AIM OF THE EXERCISE
Using the records below, write out again exactly the lines that begin at the line containing "use crate::graph::Node;" and end at the line containing "for pair in", and no other lines.

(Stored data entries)
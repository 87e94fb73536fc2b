//! Internal and external density of a graph partition

use crate::cluster::{CommunityMap, DensityReport};
use crate::error::GraphError;
use crate::graph::Graph;

/// Evaluate intra- and inter-community edge density.
///
/// Pairs are unordered and self-pairs are excluded, so a community of
/// `n` members has `n(n-1)/2` potential internal edges. Communities
/// with fewer than 2 members carry no pairs and are left out of the
/// internal mean; if no community qualifies, or no inter-community
/// pair exists, the computation is degenerate and fails instead of
/// producing NaN.
pub fn densities(graph: &Graph, communities: &CommunityMap) -> Result<DensityReport, GraphError> {
    let mut internal_sum = 0.0;
    let mut qualifying = 0usize;
    let mut internal_edges = 0usize;
    let mut internal_pairs = 0usize;

    for members in communities.values() {
        let n = members.len();

        let mut intra = 0usize;
        for (i, &u) in members.iter().enumerate() {
            for &v in &members[i + 1..] {
                if graph.edge_exists(u, v) {
                    intra += 1;
                }
            }
        }
        internal_edges += intra;

        if n >= 2 {
            let possible = n * (n - 1) / 2;
            internal_sum += intra as f64 / possible as f64;
            internal_pairs += possible;
            qualifying += 1;
        }
    }

    if qualifying == 0 {
        return Err(GraphError::DegenerateDensity {
            reason: "no community has at least 2 members".to_string(),
        });
    }

    let node_count = graph.node_count();
    let total_pairs = node_count * (node_count - 1) / 2;
    let inter_pairs = total_pairs - internal_pairs;
    if inter_pairs == 0 {
        return Err(GraphError::DegenerateDensity {
            reason: "no inter-community pair exists".to_string(),
        });
    }

    let external_density = (graph.edge_count() - internal_edges) as f64 / inter_pairs as f64;

    Ok(DensityReport {
        internal_density: internal_sum / qualifying as f64,
        external_density,
        internal_edge_count: internal_edges,
    })
}
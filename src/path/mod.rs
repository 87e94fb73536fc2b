//! Weighted shortest-path search

use std::cmp::Ordering;
use std::collections::BinaryHeap;

use crate::error::GraphError;
use crate::graph::Graph;

/// A node on the search frontier, ordered as a min-heap on estimated
/// cost with the node index breaking ties so expansion order is fixed.
#[derive(Debug, Clone, Copy, PartialEq)]
struct Frontier {
    estimate: f64,
    node: u32,
}

impl Eq for Frontier {}

impl Ord for Frontier {
    fn cmp(&self, other: &Self) -> Ordering {
        other
            .estimate
            .total_cmp(&self.estimate)
            .then_with(|| other.node.cmp(&self.node))
    }
}

impl PartialOrd for Frontier {
    fn partial_cmp(&self, other: &Self) -> Option<Ordering> {
        Some(self.cmp(other))
    }
}

/// A resolved path through the graph
#[derive(Debug, Clone)]
pub struct Path {
    /// Node indices from start to end inclusive
    pub nodes: Vec<u32>,

    /// Ids of the edges joining consecutive nodes
    pub edges: Vec<usize>,

    /// Total weight along the path
    pub cost: f64,
}

/// A* over the undirected weighted graph.
///
/// `heuristic` must never overestimate the remaining cost; passing a
/// constant zero degrades the search to plain Dijkstra, which is what
/// callers use since the graph carries no spatial coordinates.
pub fn astar<H>(graph: &Graph, start: u32, end: u32, heuristic: H) -> Option<Path>
where
    H: Fn(u32) -> f64,
{
    let n = graph.node_count();
    let mut dist = vec![f64::INFINITY; n];
    let mut prev: Vec<Option<(u32, usize)>> = vec![None; n];
    let mut settled = vec![false; n];

    let mut frontier = BinaryHeap::new();
    dist[start as usize] = 0.0;
    frontier.push(Frontier {
        estimate: heuristic(start),
        node: start,
    });

    while let Some(Frontier { node, .. }) = frontier.pop() {
        if settled[node as usize] {
            continue;
        }
        settled[node as usize] = true;

        if node == end {
            break;
        }

        for (neighbor, edge_id) in graph.neighbors(node) {
            let Some(edge) = graph.edge(edge_id) else {
                continue;
            };
            let candidate = dist[node as usize] + edge.weight;
            // strict improvement only, so the first path found wins ties
            if candidate < dist[neighbor as usize] {
                dist[neighbor as usize] = candidate;
                prev[neighbor as usize] = Some((node, edge_id));
                frontier.push(Frontier {
                    estimate: candidate + heuristic(neighbor),
                    node: neighbor,
                });
            }
        }
    }

    if !settled[end as usize] {
        return None;
    }

    let mut nodes = vec![end];
    let mut edges = Vec::new();
    let mut cursor = end;
    while let Some((parent, edge_id)) = prev[cursor as usize] {
        nodes.push(parent);
        edges.push(edge_id);
        cursor = parent;
    }
    nodes.reverse();
    edges.reverse();

    Some(Path {
        nodes,
        edges,
        cost: dist[end as usize],
    })
}

/// Shortest path between two nodes named by string id.
///
/// Fails with `NodeNotFound` for an unknown endpoint and `NoPathFound`
/// when the endpoints are disconnected.
pub fn shortest_path(graph: &Graph, start_id: &str, end_id: &str) -> Result<Vec<String>, GraphError> {
    let start = graph.node_index(start_id).ok_or_else(|| GraphError::NodeNotFound {
        id: start_id.to_string(),
    })?;
    let end = graph.node_index(end_id).ok_or_else(|| GraphError::NodeNotFound {
        id: end_id.to_string(),
    })?;

    let path = astar(graph, start, end, |_| 0.0).ok_or_else(|| GraphError::NoPathFound {
        start: start_id.to_string(),
        end: end_id.to_string(),
    })?;

    Ok(path
        .nodes
        .iter()
        .map(|&idx| graph.node(idx).id.clone())
        .collect())
}

#[cfg(test)]
mod tests {
    use super::*;
    use crate::graph::Node;
    use std::collections::BTreeMap;

    fn build(ids: &[&str], edges: &[(&str, &str, f64)]) -> Graph {
        let mut g = Graph::new();
        for &id in ids {
            g.add_node(Node {
                id: id.to_string(),
                label: id.to_string(),
                attributes: BTreeMap::new(),
            });
        }
        for &(a, b, w) in edges {
            g.add_edge(a, b, w, None).unwrap();
        }
        g
    }

    #[test]
    fn chain_path_visits_every_node() {
        let g = build(
            &["A", "B", "C", "D"],
            &[("A", "B", 1.0), ("B", "C", 1.0), ("C", "D", 1.0)],
        );
        let path = shortest_path(&g, "A", "D").unwrap();
        assert_eq!(path, vec!["A", "B", "C", "D"]);
    }

    #[test]
    fn weights_steer_the_route() {
        // direct edge is heavier than the detour
        let g = build(
            &["A", "B", "C"],
            &[("A", "C", 10.0), ("A", "B", 1.0), ("B", "C", 1.0)],
        );
        let path = shortest_path(&g, "A", "C").unwrap();
        assert_eq!(path, vec!["A", "B", "C"]);
    }

    #[test]
    fn returned_path_is_a_valid_walk() {
        let g = build(
            &["A", "B", "C", "D", "E"],
            &[
                ("A", "B", 2.0),
                ("B", "C", 2.0),
                ("A", "D", 1.0),
                ("D", "E", 1.0),
                ("E", "C", 1.0),
            ],
        );
        let path = shortest_path(&g, "A", "C").unwrap();
        assert_eq!(path.first().map(String::as_str), Some("A"));
        assert_eq!(path.last().map(String::as_str), Some("C"));
        for pair in path.windows(2) {
            let u = g.node_index(&pair[0]).unwrap();
            let v = g.node_index(&pair[1]).unwrap();
            assert!(g.edge_exists(u, v));
        }
    }

    #[test]
    fn unknown_endpoint_is_an_error() {
        let g = build(&["A", "B"], &[("A", "B", 1.0)]);
        assert!(matches!(
            shortest_path(&g, "A", "zz"),
            Err(GraphError::NodeNotFound { .. })
        ));
    }

    #[test]
    fn disconnected_endpoints_are_an_error() {
        let g = build(&["A", "B", "C"], &[("A", "B", 1.0)]);
        assert!(matches!(
            shortest_path(&g, "A", "C"),
            Err(GraphError::NoPathFound { .. })
        ));
    }
}
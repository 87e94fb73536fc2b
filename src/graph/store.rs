//! In-memory weighted undirected graph with an adjacency index

use std::collections::{BTreeMap, HashMap};

use serde::{Deserialize, Serialize};
use serde_json::Value;

use crate::error::GraphError;

/// A graph node with its pass-through document attributes
#[derive(Debug, Clone, Serialize, Deserialize)]
pub struct Node {
    /// Original string identifier from the input document
    pub id: String,

    /// Display label
    pub label: String,

    /// Attributes the analytics never interpret (sex, representative image, ...)
    #[serde(default)]
    pub attributes: BTreeMap<String, Value>,
}

/// An undirected weighted edge between two node indices
#[derive(Debug, Clone, Serialize, Deserialize)]
pub struct Edge {
    pub source: u32,
    pub target: u32,
    pub weight: f64,
    pub label: Option<String>,
}

/// Weighted undirected graph.
///
/// Edges are identified by the dense index they were added at; removal
/// leaves a hole so edge ids stay stable across a whole analysis run.
/// The adjacency index (node -> neighbor -> edge id) is kept in sync
/// with the edge set by every mutation.
#[derive(Debug, Clone, Default)]
pub struct Graph {
    nodes: Vec<Node>,
    id_to_index: HashMap<String, u32>,
    edges: Vec<Option<Edge>>,
    // BTreeMap so neighbor iteration is ordered and runs are reproducible
    adjacency: Vec<BTreeMap<u32, usize>>,
    live_edges: usize,
}

impl Graph {
    pub fn new() -> Self {
        Self::default()
    }

    /// Add a node, or return the index it already has
    pub fn add_node(&mut self, node: Node) -> u32 {
        if let Some(&idx) = self.id_to_index.get(&node.id) {
            return idx;
        }

        let idx = self.nodes.len() as u32;
        self.id_to_index.insert(node.id.clone(), idx);
        self.nodes.push(node);
        self.adjacency.push(BTreeMap::new());
        idx
    }

    /// Add an undirected edge between two previously added nodes
    pub fn add_edge(
        &mut self,
        source_id: &str,
        target_id: &str,
        weight: f64,
        label: Option<String>,
    ) -> Result<usize, GraphError> {
        if !weight.is_finite() {
            return Err(GraphError::InvalidWeight {
                value: weight.to_string(),
            });
        }

        let source = self.require_index(source_id)?;
        let target = self.require_index(target_id)?;

        let edge_id = self.edges.len();
        self.edges.push(Some(Edge {
            source,
            target,
            weight,
            label,
        }));

        self.adjacency[source as usize].insert(target, edge_id);
        self.adjacency[target as usize].insert(source, edge_id);
        self.live_edges += 1;

        Ok(edge_id)
    }

    fn require_index(&self, id: &str) -> Result<u32, GraphError> {
        self.id_to_index
            .get(id)
            .copied()
            .ok_or_else(|| GraphError::InvalidEdge {
                node: id.to_string(),
            })
    }

    /// Look up a node index by its string id
    pub fn node_index(&self, id: &str) -> Option<u32> {
        self.id_to_index.get(id).copied()
    }

    /// Node metadata by index
    pub fn node(&self, index: u32) -> &Node {
        &self.nodes[index as usize]
    }

    /// All nodes, in insertion order
    pub fn nodes(&self) -> &[Node] {
        &self.nodes
    }

    pub fn node_count(&self) -> usize {
        self.nodes.len()
    }

    pub fn edge_count(&self) -> usize {
        self.live_edges
    }

    /// Live edges with their stable ids
    pub fn edges(&self) -> impl Iterator<Item = (usize, &Edge)> {
        self.edges
            .iter()
            .enumerate()
            .filter_map(|(id, slot)| slot.as_ref().map(|e| (id, e)))
    }

    /// Edge by id, if it has not been removed
    pub fn edge(&self, edge_id: usize) -> Option<&Edge> {
        self.edges.get(edge_id).and_then(|slot| slot.as_ref())
    }

    /// O(1) symmetric edge-presence check
    pub fn edge_exists(&self, u: u32, v: u32) -> bool {
        self.adjacency[u as usize].contains_key(&v)
    }

    /// Neighbors of `u` in ascending index order, with the joining edge id
    pub fn neighbors(&self, u: u32) -> impl Iterator<Item = (u32, usize)> + '_ {
        self.adjacency[u as usize]
            .iter()
            .map(|(&neighbor, &edge_id)| (neighbor, edge_id))
    }

    pub fn degree(&self, u: u32) -> usize {
        self.adjacency[u as usize].len()
    }

    /// Remove an edge by id, keeping the adjacency index consistent
    pub fn remove_edge(&mut self, edge_id: usize) -> Option<Edge> {
        let edge = self.edges.get_mut(edge_id)?.take()?;
        self.adjacency[edge.source as usize].remove(&edge.target);
        self.adjacency[edge.target as usize].remove(&edge.source);
        self.live_edges -= 1;
        Some(edge)
    }

    /// Weights of all live edges
    pub fn edge_weights(&self) -> Vec<f64> {
        self.edges().map(|(_, e)| e.weight).collect()
    }
}

#[cfg(test)]
mod tests {
    use super::*;

    fn node(id: &str) -> Node {
        Node {
            id: id.to_string(),
            label: id.to_string(),
            attributes: BTreeMap::new(),
        }
    }

    fn triangle() -> Graph {
        let mut g = Graph::new();
        for id in ["a", "b", "c"] {
            g.add_node(node(id));
        }
        g.add_edge("a", "b", 1.0, None).unwrap();
        g.add_edge("b", "c", 2.0, None).unwrap();
        g.add_edge("c", "a", 3.0, None).unwrap();
        g
    }

    #[test]
    fn edge_presence_is_symmetric() {
        let g = triangle();
        for u in 0..3u32 {
            for v in 0..3u32 {
                assert_eq!(g.edge_exists(u, v), g.edge_exists(v, u));
            }
        }
        assert!(g.edge_exists(0, 1));
        assert!(!g.edge_exists(0, 0));
    }

    #[test]
    fn dangling_endpoint_is_rejected() {
        let mut g = triangle();
        let err = g.add_edge("a", "zz", 1.0, None).unwrap_err();
        assert!(matches!(err, GraphError::InvalidEdge { .. }));
    }

    #[test]
    fn non_finite_weight_is_rejected() {
        let mut g = triangle();
        let err = g.add_edge("a", "b", f64::NAN, None).unwrap_err();
        assert!(matches!(err, GraphError::InvalidWeight { .. }));
    }

    #[test]
    fn removal_keeps_ids_stable_and_index_consistent() {
        let mut g = triangle();
        let removed = g.remove_edge(1).unwrap();
        assert_eq!((removed.source, removed.target), (1, 2));
        assert_eq!(g.edge_count(), 2);
        assert!(!g.edge_exists(1, 2));
        assert!(g.edge(1).is_none());
        // remaining edges keep their original ids
        let ids: Vec<usize> = g.edges().map(|(id, _)| id).collect();
        assert_eq!(ids, vec![0, 2]);
        // neighbor iteration is ascending
        let neighbors: Vec<u32> = g.neighbors(0).map(|(n, _)| n).collect();
        assert_eq!(neighbors, vec![1, 2]);
    }

    #[test]
    fn duplicate_node_ids_collapse() {
        let mut g = Graph::new();
        let first = g.add_node(node("a"));
        let second = g.add_node(node("a"));
        assert_eq!(first, second);
        assert_eq!(g.node_count(), 1);
    }
}
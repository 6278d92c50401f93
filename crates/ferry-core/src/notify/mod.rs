//! Notification sink for outcomes that happen while no controller is around.
//!
//! The supervisor reports background resumes through a [`Notifier`] rather
//! than the bus, since nobody may be listening on the bus at that point.

use async_trait::async_trait;

/// Notification shown when the supervisor starts a background resume.
pub const NOTIFY_RESUMING: &str = "Resuming upload in the background";

/// Notification shown when a background resume succeeds.
pub const NOTIFY_SUCCESS: &str = "Upload Successful";

/// Notification shown when a background resume fails.
pub const NOTIFY_FAILED: &str = "Upload Failed";

/// Fire-and-forget notification display.
#[async_trait]
pub trait Notifier: Send + Sync {
    /// Show a notification with the given title.
    async fn display(&self, title: &str);
}

/// Notifier writing every notification to the log.
#[derive(Debug, Clone, Copy, Default)]
pub struct LogNotifier;

#[async_trait]
impl Notifier for LogNotifier {
    async fn display(&self, title: &str) {
        tracing::info!(notification = title, "Notification");
    }
}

RESULT
    use crate::graph::Node;
    use std::collections::BTreeMap;

    fn build(ids: &[&str], edges: &[(&str, &str, f64)]) -> Graph {
        let mut g = Graph::new();
        for &id in ids {
            g.add_node(Node {
                id: id.to_string(),
                label: id.to_string(),
                attributes: BTreeMap::new(),
            });
        }
        for &(a, b, w) in edges {
            g.add_edge(a, b, w, None).unwrap();
        }
        g
    }

    #[test]
    fn chain_path_visits_every_node() {
        let g = build(
            &["A", "B", "C", "D"],
            &[("A", "B", 1.0), ("B", "C", 1.0), ("C", "D", 1.0)],
        );
        let path = shortest_path(&g, "A", "D").unwrap();
        assert_eq!(path, vec!["A", "B", "C", "D"]);
    }

    #[test]
    fn weights_steer_the_route() {
        // direct edge is heavier than the detour
        let g = build(
            &["A", "B", "C"],
            &[("A", "C", 10.0), ("A", "B", 1.0), ("B", "C", 1.0)],
        );
        let path = shortest_path(&g, "A", "C").unwrap();
        assert_eq!(path, vec!["A", "B", "C"]);
    }

    #[test]
    fn returned_path_is_a_valid_walk() {
        let g = build(
            &["A", "B", "C", "D", "E"],
            &[
                ("A", "B", 2.0),
                ("B", "C", 2.0),
                ("A", "D", 1.0),
                ("D", "E", 1.0),
                ("E", "C", 1.0),
            ],
        );
        let path = shortest_path(&g, "A", "C").unwrap();
        assert_eq!(path.first().map(String::as_str), Some("A"));
        assert_eq!(path.last().map(String::as_str), Some("C"));
        for pair in path.windows(2) {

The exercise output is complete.